● TASK REQUIREMENTS
Select the lines below containing the word "Dropping".

※ ※ ※

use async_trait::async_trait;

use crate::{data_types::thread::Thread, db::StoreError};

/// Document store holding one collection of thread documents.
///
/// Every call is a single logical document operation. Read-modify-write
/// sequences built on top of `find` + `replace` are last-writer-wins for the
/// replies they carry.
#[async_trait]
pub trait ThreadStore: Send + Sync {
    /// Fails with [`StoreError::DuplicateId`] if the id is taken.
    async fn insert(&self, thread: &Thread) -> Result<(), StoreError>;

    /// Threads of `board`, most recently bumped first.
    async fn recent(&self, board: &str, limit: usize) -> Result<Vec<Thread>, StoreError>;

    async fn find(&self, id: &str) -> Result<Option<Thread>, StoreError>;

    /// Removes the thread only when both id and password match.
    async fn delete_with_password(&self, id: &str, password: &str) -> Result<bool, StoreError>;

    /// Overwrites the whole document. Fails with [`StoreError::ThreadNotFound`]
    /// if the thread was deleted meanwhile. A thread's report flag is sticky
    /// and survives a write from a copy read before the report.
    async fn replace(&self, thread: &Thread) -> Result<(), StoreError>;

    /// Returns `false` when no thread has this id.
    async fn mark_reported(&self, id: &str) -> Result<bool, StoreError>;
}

※ ※ ※

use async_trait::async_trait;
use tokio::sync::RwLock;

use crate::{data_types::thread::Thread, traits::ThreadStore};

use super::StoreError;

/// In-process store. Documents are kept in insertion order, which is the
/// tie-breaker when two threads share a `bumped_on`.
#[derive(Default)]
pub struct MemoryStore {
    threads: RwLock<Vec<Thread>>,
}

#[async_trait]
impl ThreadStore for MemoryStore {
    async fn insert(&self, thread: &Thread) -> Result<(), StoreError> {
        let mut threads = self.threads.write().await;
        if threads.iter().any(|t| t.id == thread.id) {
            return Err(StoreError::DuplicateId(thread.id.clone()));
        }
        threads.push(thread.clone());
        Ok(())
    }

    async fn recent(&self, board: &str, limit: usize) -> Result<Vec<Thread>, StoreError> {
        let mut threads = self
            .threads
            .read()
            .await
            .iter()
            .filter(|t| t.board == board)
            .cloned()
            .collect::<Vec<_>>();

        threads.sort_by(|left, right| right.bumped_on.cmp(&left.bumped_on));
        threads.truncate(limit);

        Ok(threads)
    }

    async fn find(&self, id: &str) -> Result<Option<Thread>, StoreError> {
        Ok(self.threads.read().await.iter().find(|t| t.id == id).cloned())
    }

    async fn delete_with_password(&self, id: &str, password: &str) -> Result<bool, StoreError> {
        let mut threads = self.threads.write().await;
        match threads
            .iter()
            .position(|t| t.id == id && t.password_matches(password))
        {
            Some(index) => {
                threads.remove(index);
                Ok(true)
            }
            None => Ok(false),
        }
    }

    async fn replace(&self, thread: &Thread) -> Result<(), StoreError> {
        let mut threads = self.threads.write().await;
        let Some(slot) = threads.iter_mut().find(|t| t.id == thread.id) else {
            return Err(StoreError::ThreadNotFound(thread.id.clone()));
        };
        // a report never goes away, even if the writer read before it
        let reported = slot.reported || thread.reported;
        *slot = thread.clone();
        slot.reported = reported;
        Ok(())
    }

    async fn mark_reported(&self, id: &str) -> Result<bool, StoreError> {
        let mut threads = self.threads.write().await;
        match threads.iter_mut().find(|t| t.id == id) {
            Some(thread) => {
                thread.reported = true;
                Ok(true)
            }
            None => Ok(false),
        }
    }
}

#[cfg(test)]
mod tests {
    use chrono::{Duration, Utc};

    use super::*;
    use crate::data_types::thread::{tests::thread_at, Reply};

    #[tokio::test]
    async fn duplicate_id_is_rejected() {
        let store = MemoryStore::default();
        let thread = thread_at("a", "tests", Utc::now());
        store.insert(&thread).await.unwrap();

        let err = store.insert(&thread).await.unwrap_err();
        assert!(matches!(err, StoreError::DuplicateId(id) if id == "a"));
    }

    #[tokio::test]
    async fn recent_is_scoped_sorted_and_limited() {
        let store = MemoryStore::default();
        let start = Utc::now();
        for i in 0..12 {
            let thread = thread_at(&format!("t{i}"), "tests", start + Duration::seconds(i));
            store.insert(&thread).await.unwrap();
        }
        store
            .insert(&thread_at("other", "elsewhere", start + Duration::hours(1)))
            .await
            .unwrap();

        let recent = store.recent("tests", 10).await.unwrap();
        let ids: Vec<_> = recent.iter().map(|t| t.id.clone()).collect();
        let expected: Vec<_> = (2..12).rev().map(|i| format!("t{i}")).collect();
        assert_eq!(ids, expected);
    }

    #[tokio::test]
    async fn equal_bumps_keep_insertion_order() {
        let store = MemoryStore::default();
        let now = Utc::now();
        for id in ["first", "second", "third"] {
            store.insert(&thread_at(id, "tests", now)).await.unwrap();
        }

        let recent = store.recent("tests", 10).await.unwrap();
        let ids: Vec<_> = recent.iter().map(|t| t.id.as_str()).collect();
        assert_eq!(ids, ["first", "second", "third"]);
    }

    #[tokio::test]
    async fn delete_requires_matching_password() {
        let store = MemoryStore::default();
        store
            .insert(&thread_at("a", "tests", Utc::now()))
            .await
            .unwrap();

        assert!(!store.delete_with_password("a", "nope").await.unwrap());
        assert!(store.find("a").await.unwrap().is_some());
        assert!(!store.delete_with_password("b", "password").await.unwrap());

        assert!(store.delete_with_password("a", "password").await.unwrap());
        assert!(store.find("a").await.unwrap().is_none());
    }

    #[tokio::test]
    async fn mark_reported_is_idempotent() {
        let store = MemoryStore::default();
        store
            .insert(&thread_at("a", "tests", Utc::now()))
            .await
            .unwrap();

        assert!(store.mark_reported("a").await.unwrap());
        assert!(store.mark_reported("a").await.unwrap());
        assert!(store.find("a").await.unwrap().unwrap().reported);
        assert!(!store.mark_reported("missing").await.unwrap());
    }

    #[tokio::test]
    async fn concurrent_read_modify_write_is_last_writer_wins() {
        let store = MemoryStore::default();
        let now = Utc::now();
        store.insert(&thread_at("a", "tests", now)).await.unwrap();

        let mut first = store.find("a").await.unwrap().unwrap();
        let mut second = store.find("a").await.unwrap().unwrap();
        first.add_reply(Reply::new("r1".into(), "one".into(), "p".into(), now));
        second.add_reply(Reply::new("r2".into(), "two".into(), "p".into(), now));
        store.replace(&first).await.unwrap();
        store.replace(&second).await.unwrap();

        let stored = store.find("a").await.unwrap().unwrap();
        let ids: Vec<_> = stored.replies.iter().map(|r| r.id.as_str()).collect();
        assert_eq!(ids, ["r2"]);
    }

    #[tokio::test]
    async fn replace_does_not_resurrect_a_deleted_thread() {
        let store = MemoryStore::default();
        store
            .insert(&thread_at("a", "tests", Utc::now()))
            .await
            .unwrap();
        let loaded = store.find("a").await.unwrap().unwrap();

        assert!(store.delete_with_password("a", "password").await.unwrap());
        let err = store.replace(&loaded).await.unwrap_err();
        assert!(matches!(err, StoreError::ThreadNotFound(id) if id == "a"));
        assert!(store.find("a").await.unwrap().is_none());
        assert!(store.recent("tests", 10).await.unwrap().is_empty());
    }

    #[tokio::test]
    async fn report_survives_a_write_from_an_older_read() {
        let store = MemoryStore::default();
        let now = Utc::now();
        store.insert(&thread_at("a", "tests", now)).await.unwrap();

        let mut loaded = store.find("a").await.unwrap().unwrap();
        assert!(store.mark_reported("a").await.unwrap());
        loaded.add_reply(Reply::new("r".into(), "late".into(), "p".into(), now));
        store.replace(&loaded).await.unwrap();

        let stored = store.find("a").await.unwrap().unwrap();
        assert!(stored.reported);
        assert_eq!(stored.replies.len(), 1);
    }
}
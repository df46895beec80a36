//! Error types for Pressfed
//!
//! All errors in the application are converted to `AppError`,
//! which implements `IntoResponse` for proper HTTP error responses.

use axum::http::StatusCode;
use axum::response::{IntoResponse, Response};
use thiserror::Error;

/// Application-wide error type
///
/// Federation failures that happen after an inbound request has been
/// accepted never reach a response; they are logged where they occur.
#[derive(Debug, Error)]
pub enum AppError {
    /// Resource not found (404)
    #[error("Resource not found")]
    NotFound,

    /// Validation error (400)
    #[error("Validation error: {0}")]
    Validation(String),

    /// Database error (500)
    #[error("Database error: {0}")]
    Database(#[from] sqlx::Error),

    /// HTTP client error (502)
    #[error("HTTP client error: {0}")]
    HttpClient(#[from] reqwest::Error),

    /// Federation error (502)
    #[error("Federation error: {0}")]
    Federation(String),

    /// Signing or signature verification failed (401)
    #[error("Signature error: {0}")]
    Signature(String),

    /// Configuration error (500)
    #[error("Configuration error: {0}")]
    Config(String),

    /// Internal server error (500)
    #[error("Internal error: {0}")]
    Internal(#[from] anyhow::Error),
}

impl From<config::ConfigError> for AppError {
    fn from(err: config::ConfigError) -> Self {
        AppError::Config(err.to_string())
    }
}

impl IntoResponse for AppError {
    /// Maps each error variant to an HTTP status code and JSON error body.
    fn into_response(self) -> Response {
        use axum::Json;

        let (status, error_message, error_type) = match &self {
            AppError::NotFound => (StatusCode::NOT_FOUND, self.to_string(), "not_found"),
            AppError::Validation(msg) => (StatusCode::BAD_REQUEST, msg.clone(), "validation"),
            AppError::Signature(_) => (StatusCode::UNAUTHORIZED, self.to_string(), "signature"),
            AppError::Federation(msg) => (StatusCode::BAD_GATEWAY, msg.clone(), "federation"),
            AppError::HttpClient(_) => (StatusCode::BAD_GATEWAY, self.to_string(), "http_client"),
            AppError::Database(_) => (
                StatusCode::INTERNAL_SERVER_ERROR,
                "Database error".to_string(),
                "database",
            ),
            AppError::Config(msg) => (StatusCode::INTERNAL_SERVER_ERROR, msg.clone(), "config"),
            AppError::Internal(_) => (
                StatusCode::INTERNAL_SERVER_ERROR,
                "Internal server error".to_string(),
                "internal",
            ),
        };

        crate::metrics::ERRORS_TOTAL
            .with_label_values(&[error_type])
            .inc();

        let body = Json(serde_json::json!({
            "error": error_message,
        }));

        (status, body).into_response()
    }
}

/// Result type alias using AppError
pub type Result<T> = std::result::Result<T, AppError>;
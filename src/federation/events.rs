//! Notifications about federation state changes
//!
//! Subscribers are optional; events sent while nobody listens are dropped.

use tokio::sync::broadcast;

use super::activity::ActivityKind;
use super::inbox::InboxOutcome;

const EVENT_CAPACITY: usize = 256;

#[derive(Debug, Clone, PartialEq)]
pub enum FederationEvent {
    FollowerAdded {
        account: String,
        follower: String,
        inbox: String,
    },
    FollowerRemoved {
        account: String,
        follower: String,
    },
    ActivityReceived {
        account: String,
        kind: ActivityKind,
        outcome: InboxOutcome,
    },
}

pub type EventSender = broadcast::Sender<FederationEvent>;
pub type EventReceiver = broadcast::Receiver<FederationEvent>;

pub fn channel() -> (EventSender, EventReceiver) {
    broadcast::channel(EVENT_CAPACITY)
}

※ ※ ※

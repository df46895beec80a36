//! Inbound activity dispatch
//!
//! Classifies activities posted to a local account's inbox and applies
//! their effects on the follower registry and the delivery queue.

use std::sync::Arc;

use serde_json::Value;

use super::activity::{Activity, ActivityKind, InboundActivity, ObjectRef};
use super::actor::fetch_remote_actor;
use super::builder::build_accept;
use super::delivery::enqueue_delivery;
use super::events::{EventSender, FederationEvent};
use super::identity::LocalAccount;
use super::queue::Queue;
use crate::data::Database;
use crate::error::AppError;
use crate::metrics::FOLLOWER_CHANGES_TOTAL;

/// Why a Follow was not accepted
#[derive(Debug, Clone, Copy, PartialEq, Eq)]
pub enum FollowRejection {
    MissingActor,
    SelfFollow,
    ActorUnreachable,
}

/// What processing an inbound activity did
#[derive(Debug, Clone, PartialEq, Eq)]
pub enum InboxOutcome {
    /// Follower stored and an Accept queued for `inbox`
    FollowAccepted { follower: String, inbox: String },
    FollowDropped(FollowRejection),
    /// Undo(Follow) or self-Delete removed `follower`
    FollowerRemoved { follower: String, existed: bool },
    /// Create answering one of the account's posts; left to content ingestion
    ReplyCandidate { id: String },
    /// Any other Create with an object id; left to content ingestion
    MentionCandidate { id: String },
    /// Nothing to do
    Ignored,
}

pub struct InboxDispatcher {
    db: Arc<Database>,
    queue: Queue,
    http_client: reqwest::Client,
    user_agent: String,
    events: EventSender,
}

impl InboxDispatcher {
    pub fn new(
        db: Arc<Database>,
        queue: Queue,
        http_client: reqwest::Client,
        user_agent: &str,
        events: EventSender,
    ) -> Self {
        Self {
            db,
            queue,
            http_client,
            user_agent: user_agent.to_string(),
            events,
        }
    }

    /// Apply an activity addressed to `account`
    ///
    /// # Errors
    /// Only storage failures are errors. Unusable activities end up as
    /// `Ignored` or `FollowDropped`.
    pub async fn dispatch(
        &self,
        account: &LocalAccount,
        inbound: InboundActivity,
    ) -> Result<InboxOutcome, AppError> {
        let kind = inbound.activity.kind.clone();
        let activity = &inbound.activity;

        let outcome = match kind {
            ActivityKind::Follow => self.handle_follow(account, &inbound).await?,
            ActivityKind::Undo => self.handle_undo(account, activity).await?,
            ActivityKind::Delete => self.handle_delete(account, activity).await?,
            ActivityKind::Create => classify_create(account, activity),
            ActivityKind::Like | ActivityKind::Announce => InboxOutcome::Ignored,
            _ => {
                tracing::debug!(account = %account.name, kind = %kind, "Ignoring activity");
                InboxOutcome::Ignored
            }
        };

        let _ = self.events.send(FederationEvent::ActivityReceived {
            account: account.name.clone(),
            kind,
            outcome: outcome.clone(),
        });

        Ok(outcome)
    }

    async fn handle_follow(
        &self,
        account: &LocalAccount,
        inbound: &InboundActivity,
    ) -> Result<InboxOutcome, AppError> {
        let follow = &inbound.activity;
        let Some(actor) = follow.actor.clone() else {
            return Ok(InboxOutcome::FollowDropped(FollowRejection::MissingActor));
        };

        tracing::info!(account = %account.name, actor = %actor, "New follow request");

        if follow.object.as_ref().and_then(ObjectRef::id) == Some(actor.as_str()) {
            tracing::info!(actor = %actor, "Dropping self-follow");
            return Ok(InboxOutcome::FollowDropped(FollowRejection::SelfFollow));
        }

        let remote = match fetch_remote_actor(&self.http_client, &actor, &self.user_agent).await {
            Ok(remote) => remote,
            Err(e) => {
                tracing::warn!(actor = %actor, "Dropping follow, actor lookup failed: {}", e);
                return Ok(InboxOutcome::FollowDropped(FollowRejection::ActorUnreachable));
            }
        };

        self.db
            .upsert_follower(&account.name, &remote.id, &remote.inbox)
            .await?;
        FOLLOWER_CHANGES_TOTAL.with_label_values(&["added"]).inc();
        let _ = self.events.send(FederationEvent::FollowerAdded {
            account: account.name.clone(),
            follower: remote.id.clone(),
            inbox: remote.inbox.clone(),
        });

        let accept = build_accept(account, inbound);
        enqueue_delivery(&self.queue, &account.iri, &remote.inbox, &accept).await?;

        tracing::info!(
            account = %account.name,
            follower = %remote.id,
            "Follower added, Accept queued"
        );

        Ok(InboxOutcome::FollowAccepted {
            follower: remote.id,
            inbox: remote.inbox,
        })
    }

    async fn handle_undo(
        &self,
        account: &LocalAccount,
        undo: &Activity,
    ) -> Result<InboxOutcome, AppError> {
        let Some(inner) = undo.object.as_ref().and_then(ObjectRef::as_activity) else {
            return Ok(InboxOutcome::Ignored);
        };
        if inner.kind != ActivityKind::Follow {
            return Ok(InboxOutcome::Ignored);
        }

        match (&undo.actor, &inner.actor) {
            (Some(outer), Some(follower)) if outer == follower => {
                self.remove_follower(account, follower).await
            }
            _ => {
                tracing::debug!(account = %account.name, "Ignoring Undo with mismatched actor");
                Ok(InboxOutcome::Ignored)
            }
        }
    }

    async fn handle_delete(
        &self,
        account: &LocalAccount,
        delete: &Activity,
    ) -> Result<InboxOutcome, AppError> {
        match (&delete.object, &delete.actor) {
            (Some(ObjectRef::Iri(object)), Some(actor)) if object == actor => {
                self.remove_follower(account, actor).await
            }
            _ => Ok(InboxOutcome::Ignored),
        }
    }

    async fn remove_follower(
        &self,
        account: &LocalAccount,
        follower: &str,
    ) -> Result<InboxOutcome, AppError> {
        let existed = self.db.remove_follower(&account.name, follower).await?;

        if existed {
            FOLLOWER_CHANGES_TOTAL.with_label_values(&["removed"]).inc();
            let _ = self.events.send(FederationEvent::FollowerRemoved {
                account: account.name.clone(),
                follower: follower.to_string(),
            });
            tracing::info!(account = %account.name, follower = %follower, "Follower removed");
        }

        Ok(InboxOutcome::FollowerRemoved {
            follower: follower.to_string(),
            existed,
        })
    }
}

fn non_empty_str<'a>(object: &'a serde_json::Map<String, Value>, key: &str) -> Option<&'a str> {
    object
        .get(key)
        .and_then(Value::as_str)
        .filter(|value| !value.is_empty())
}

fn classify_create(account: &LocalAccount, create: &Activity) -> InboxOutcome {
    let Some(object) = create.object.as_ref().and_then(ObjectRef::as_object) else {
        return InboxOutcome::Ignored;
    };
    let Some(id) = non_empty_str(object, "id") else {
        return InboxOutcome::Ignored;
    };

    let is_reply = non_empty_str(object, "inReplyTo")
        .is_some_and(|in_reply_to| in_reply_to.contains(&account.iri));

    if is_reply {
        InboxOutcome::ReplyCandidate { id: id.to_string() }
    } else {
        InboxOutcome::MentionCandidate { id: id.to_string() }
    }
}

※ ※ ※

● SOLVED EXERCISE
            tracing::info!(actor = %actor, "Dropping self-follow");
                tracing::warn!(actor = %actor, "Dropping follow, actor lookup failed: {}", e);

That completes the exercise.